Der ehemalige Bankkaufmann aus Neuruppin in Brandenburg schilderte vor dem Oberlandesgericht in Koblenz in einem langen Monolog vor allem seine Ablehnung des politischen Systems in Deutschland. Er fühle sich von keiner Partei im Bundestag vertreten. Es gebe für ihn in Deutschland keine Gewaltenteilung mehr.

Zuvor hatte einer seiner Verteidiger eine Erklärung seines Mandanten verlesen. Darin hieß es, dass vor allem die Corona-Politik in Deutschland ausschlaggebend für sein Handeln gewesen sei. Der Angeklagte habe die nach seiner Ansicht drohende Zwangsimpfung der gesamten Bevölkerung als Angriff auf seine körperliche Unversehrtheit betrachtet, später sei er selbst als Ungeimpfter diskriminiert worden.

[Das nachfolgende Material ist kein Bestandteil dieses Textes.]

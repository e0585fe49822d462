//! # Scatter/Gather Driver
//!
//! Client-side driver presenting a byte-addressable file interface
//! (`open`/`read`/`write`/`seek`/`close`) over a remote block service.
//!
//! ## Architecture
//!
//! Files are split into 1024-byte blocks, each held on a remote node and
//! addressed by a `(remote node id, block id)` pair assigned by the
//! service when the block is created. Each block is divided into four
//! 256-byte quadrants.
//!
//! ```text
//! read/write ──→ File Directory ──→ Block Cache ──hit──→ caller
//!                                       │ miss
//!                                       ↓
//!                 Sequence Tracker → Packet Codec → BlockTransport ──→ service
//! ```
//!
//! ## Invariants
//!
//! | Area | Invariant |
//! |------|-----------|
//! | Identity | Zero is never a valid node or block id; a block's identity never changes once assigned |
//! | Cache | Entries are unique by identity and never exceed the configured capacity |
//! | Cache | Every remote write leaves the cache holding the written block |
//! | Sequence | Each peer's sequence strictly increases; a response behind local state is an error |
//! | Directory | One handle per open path; reopening rewinds the cursor |
//!
//! ## Crate Structure (Hexagonal Architecture)
//!
//! - `domain/` - Pure logic (codec, sequence tracker, cache, directory, addressing, config)
//! - `ports/` - Port traits (inbound file API, outbound transport)
//! - `adapters/` - In-memory block service
//! - `service/` - `SgDriver` session and its mutex-serialized `SharedDriver`
//!
//! ## Usage
//!
//! ```
//! use sg_driver::{DriverConfig, InMemoryBlockService, ScatterGatherApi, SgDriver};
//!
//! let mut driver = SgDriver::new(DriverConfig::default(), InMemoryBlockService::new(7))?;
//! let fh = driver.open("notes.txt")?;
//! driver.write(fh, &[0x42; 256])?;
//! driver.seek(fh, 0)?;
//!
//! let mut buf = [0u8; 256];
//! assert_eq!(driver.read(fh, &mut buf)?, 256);
//!
//! let stats = driver.shutdown()?;
//! println!("hit rate: {:.1}%", stats.hit_rate);
//! # Ok::<(), sg_driver::DriverError>(())
//! ```

pub mod adapters;
pub mod domain;
pub mod error;
pub mod ports;
pub mod service;

// Re-export key types for convenience
pub use adapters::{InMemoryBlockService, ServiceCounters};
pub use domain::{
    BlockCache, BlockIdentity, CacheStats, DriverConfig, DriverConfigBuilder, FileDirectory,
    FileHandle, FileRecord, NodeId, Operation, Packet, SeekPolicy, SequenceTracker, BLOCK_SIZE,
    QUADRANT_SIZE,
};
pub use error::{CacheError, DriverError, PacketError, TransportError};
pub use ports::inbound::ScatterGatherApi;
pub use ports::outbound::BlockTransport;
pub use service::{EndpointState, SgDriver, SharedDriver};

Angeklagter der "Vereinten Patrioten": Pläne noch nicht ausgereift

Ab Oktober 2020 sei er zunehmend der Ansicht gewesen, dass die Bundesrepublik kein demokratischer Bundesstaat mehr sei. "Er wollte Aktionen planen", las der Anwalt weiter vor. Es sei ihm nicht darum gegangen, die freiheitlich-demokratische Grundordnung zu beseitigen, sondern sie wiederherzustellen. 

"Niemand von uns - mich eingeschlossen - wollte den Kaiser zurück."

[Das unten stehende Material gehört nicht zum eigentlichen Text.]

//! # Wire-level Behaviour
//!
//! Inspects the frames the driver hands to its transport.

#[cfg(test)]
mod tests {
    use crate::fixtures::{patterned_quadrant, recording_driver};
    use sg_driver::domain::{BLOCK_UNKNOWN, INITIAL_SEQNO, NODE_UNKNOWN, SEQNO_UNKNOWN};
    use sg_driver::{Operation, ScatterGatherApi, QUADRANT_SIZE};

    #[test]
    fn test_session_frames() {
        let mut driver = recording_driver(200);
        let fh = driver.open("wire.dat").unwrap();
        let local = driver.local_node_id().unwrap();

        driver.write(fh, &patterned_quadrant(1)).unwrap();
        driver.write(fh, &patterned_quadrant(2)).unwrap();
        driver.shutdown().unwrap();

        let requests = &driver.transport().requests;
        let ops: Vec<Operation> = requests.iter().map(|p| p.op).collect();
        assert_eq!(
            ops,
            vec![
                Operation::InitEndpoint,
                Operation::CreateBlock,
                Operation::UpdateBlock,
                Operation::StopEndpoint,
            ]
        );

        let init = &requests[0];
        assert_eq!(init.local, NODE_UNKNOWN);
        assert_eq!(init.remote, NODE_UNKNOWN);
        assert_eq!(init.block, BLOCK_UNKNOWN);
        assert_eq!(init.sender_seq, INITIAL_SEQNO);
        assert_eq!(init.receiver_seq, SEQNO_UNKNOWN);

        // Sender sequence numbers increase by one per request
        for (i, request) in requests.iter().enumerate() {
            assert_eq!(request.sender_seq, INITIAL_SEQNO + i as u16);
        }

        let create = &requests[1];
        assert_eq!(create.local, local);
        assert_eq!(create.receiver_seq, SEQNO_UNKNOWN);
        let payload = create.payload.as_ref().unwrap();
        assert_eq!(&payload[..QUADRANT_SIZE], &patterned_quadrant(1)[..]);
        assert!(payload[QUADRANT_SIZE..].iter().all(|&b| b == 0));

        let stop = &requests[3];
        assert_eq!(stop.local, local);
        assert_eq!(stop.remote, NODE_UNKNOWN);
        assert!(stop.payload.is_none());
    }

    #[test]
    fn test_update_carries_successor_of_confirmed_sequence() {
        let mut driver = recording_driver(201);
        let fh = driver.open("wire.dat").unwrap();
        driver.write(fh, &patterned_quadrant(1)).unwrap();

        let identity = driver.file_info(fh).unwrap().block(0).unwrap();
        let confirmed = driver.peer_sequence(identity.remote).unwrap();
        assert_eq!(
            driver.transport().inner.node_sequence(identity.remote),
            Some(confirmed)
        );

        driver.write(fh, &patterned_quadrant(2)).unwrap();
        let update = driver.transport().requests.last().unwrap();
        assert_eq!(update.op, Operation::UpdateBlock);
        assert_eq!(update.remote, identity.remote);
        assert_eq!(update.block, identity.block);
        assert_eq!(update.receiver_seq, confirmed + 1);

        let payload = update.payload.as_ref().unwrap();
        assert_eq!(&payload[QUADRANT_SIZE..2 * QUADRANT_SIZE], &patterned_quadrant(2)[..]);
        assert_eq!(driver.peer_sequence(identity.remote), Some(confirmed + 1));
    }
}
//! # Scatter/Gather Test Suite
//!
//! Workspace-level tests exercising the driver through its public API only.
//!
//! ## Structure
//!
//! ```text
//! tests/src/
//! ├── fixtures.rs       # Driver builders and a request-recording transport
//! └── integration/
//!     ├── e2e_files.rs  # Quadrant read/write scenarios, eviction, model check
//!     ├── wire.rs       # Frames the driver puts on the wire
//!     └── shared.rs     # Multi-threaded access through SharedDriver
//! ```
//!
//! ## Running Tests
//!
//! ```bash
//! # All tests
//! cargo test -p sg-tests
//!
//! # Benchmarks
//! cargo bench -p sg-tests
//! ```

pub mod fixtures;
pub mod integration;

Die Pläne der vor Gericht stehenden Gruppe seien zum Zeitpunkt der Festnahmen aber noch nicht ausgereift gewesen. Es sei noch nicht zum Hochverrat gekommen, es sei noch keine terroristische Vereinigung gegründet worden. Weiter hieß es in der Erklärung, er sei kein AfD-Sympathisant, sei nie rechts gewesen und sei das bis heute nicht.

Abgrenzung von sogenannten Reichsbürgern

Auch ein Reichsbürger sei er nicht, betonte der Angeklagte anschließend selbst. Er sei ein Russland-Freund, las der 55-Jährige weiter vor - und ergänzte mit Blick auf die angeklagte Gruppe: "Niemand von uns - mich eingeschlossen - wollte den Kaiser zurück." Das Verfahren gegen ihn sehe er als politisch motiviert an.

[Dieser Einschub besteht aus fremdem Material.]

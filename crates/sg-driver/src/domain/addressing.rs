//! # Block Addressing
//!
//! Maps a byte range of a file onto the blocks and quadrants it touches.
//!
//! A file is a sequence of `BLOCK_SIZE` blocks; local block index `i`
//! covers bytes `[i * BLOCK_SIZE, (i + 1) * BLOCK_SIZE)`. Each block is
//! split into `QUADRANT_COUNT` quadrants of `QUADRANT_SIZE` bytes. A
//! quadrant-sized, quadrant-aligned access touches exactly one quadrant of
//! one block; anything else is split into per-block segments.

use crate::domain::types::{BLOCK_SIZE, QUADRANT_SIZE};
use std::ops::RangeInclusive;

/// Local block index holding byte `position`.
pub fn block_index(position: u64) -> u64 {
    position / BLOCK_SIZE as u64
}

/// Offset of byte `position` inside its block.
pub fn block_offset(position: u64) -> usize {
    (position % BLOCK_SIZE as u64) as usize
}

/// Quadrant of its block that byte `position` falls in.
pub fn quadrant_of(position: u64) -> usize {
    block_offset(position) / QUADRANT_SIZE
}

/// Byte offset of quadrant `quadrant` inside a block buffer.
pub fn quadrant_offset(quadrant: usize) -> usize {
    quadrant * QUADRANT_SIZE
}

/// The part of a byte range that falls inside a single block.
#[derive(Debug, Clone, Copy, PartialEq, Eq)]
pub struct BlockSegment {
    /// Local block index within the file
    pub index: u64,
    /// First byte inside the block
    pub offset: usize,
    /// Bytes covered inside the block
    pub len: usize,
    /// Offset of this segment inside the caller's buffer
    pub buf_offset: usize,
}

impl BlockSegment {
    /// Quadrants touched by this segment.
    pub fn quadrants(&self) -> RangeInclusive<usize> {
        let first = self.offset / QUADRANT_SIZE;
        let last = (self.offset + self.len.max(1) - 1) / QUADRANT_SIZE;
        first..=last
    }

    /// True for the aligned single-quadrant case.
    pub fn is_single_quadrant(&self) -> bool {
        self.len == QUADRANT_SIZE && self.offset % QUADRANT_SIZE == 0
    }

    /// File position just past this segment.
    pub fn end_position(&self) -> u64 {
        self.index * BLOCK_SIZE as u64 + (self.offset + self.len) as u64
    }
}

/// Split `len` bytes starting at file position `start` into per-block
/// segments, in file order.
///
/// `None` when the range runs past `u64::MAX`. Every segment returned ends
/// at or before `start + len`.
pub fn segments(start: u64, len: usize) -> Option<Vec<BlockSegment>> {
    start.checked_add(len as u64)?;

    let mut out = Vec::with_capacity(len / BLOCK_SIZE + 2);
    let mut position = start;
    let mut done = 0usize;

    while done < len {
        let offset = block_offset(position);
        let take = (BLOCK_SIZE - offset).min(len - done);
        out.push(BlockSegment {
            index: block_index(position),
            offset,
            len: take,
            buf_offset: done,
        });
        done += take;
        position += take as u64;
    }

    Some(out)
}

Die Anklage sieht ihn als einen der Rädelsführer der Gruppe an und ordnet ihn dem militärischen Zweig der Gruppe zu. Laut Bundesanwaltschaft soll er federführend bei dem geplanten Vorhaben gewesen sein, Bundesgesundheitsminister Karl Lauterbach (SPD) zu entführen.

Angeklagte 75-Jährige wies alle Vorwürfe von sich

Eine angeklagte 75-jährige frühere Lehrerin aus Mainz soll laut Anklage der Kopf der Gruppe gewesen sein. Sie wies in dem Statement alle Vorwürfe aus der Anklage zurück, und sagte unter anderem, dass alles vom Verfassungsschutz eingefädelt worden sei. Jetzt im Verfahren solle die Wahrheit über das Zitat BRD-System ans Licht kommen.

Sie habe sich absichtlich verhaften lassen, sagte sie. Eigentlich war das nur als Statement ihres Verteidigers geplant gewesen, aber sie konnte sich dann offenbar doch nicht zurückhalten und hat es nach Auskunft des SWR-Reporters vor Ort beinahe in den Saal gerufen.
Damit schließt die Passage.